Between the lines: The irony for Biden, which isn't lost on his advisers, is that today's high prices are partly the result of a robust economy that has defied expectations.
- Officials — including national security adviser Jake Sullivan, National Economic Council chair Lael Brainard and special energy envoy Amos Hochstein — have been meeting regularly for several months in the office of White House chief of staff Jeff Zients to consider responses.
Driving the news: A sharp surge in gasoline prices — up nearly 11%, for a national average of $3.86 per gallon — was the main culprit in August's 0.6% jump in headline inflation.
- "Gas prices are down from last summer's high by about $1.20 per gallon," Jared Bernstein, the chair of Council of Economic Advisers, told reporters Wednesday. "And that saves a family with two drivers about $120 per month."
What we're watching: In public, Biden officials are mostly sanguine about oil's upward trajectory. In private, they have regular meetings and briefings on the issue to consider options.
- "I don't think we're at either the concern — or worrying — level, but we're monitoring oil markets very closely," said an administration official.
- "We see continued upward pressure on oil prices through year end, with crude oil brushing up against $100 and average U.S. pump prices against $4.00 per gallon," Rapidan Energy Group President Bob McNally told Axios.
- "If oil prices barrel through those levels, President Biden will consider SPR releases," he said.
- Under the Biden administration, U.S. crude oil production is estimated to rise to a record 12.8 million barrels per day in 2023, according to the Energy Information Administration.

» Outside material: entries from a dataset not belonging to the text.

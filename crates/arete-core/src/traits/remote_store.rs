use crate::errors::AreteResult;
use crate::models::Store;

/// The remote copy of the identity store.
///
/// Both operations are fallible (network, auth); callers treat failures as
/// transient and retry through backoff.
pub trait IRemoteStore: Send + Sync {
    /// Fetch the remote store. `None` when nothing has been pushed yet.
    fn fetch_identity(&self) -> AreteResult<Option<Store>>;

    /// Replace the remote store.
    fn save_identity(&self, store: &Store) -> AreteResult<()>;
}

Zoom out: In March of 2022, in response to Russia's invasion of Ukraine, the Biden administration announced the release of a million barrels of oil a day from the SPR, in conjunction with allies. Later in the year, Biden extended the release for a total drawdown of 180 million barrels.
- That has brought the SPR down to roughly 350 million barrels, its lowest level in 40 years — and half of its historical average of 720 million barrels.
- Analysts disagree on how much of the decline in oil prices last summer was due to the release — and not a result of more Russian oil staying on the market than had initially been expected.
- Biden's Treasury Department claimed that the coordinated release reduced gas prices by as much as 40 cents per gallon.
Zoom in: For any administration, one go-to move to lower prices is to convince countries like Saudi Arabia to pump more oil. But both Saudi Arabia and Russia have just extended their production cuts through the end of the year.
- The Biden administration can also ease restrictions on Iranian exports, which Republicans have already accused them of doing as part of a recent $6 billion hostage deal.
- Another option is to lift sanctions on Venezuela, allowing the Maduro regime to export more to international markets.
Between the lines: The relationship between Biden officials and the oil industry has been strained, but oil and gas companies have been consistent about their wish-list.
- "It's clear America needs more energy production to meet historic levels of demand, but the Biden administration has instead taken every opportunity to restrict production both now and in the future," said API Senior Vice President of Policy, Economics and Regulatory Affairs Dustin Meyer.
- "It doesn't have to be this way," he added.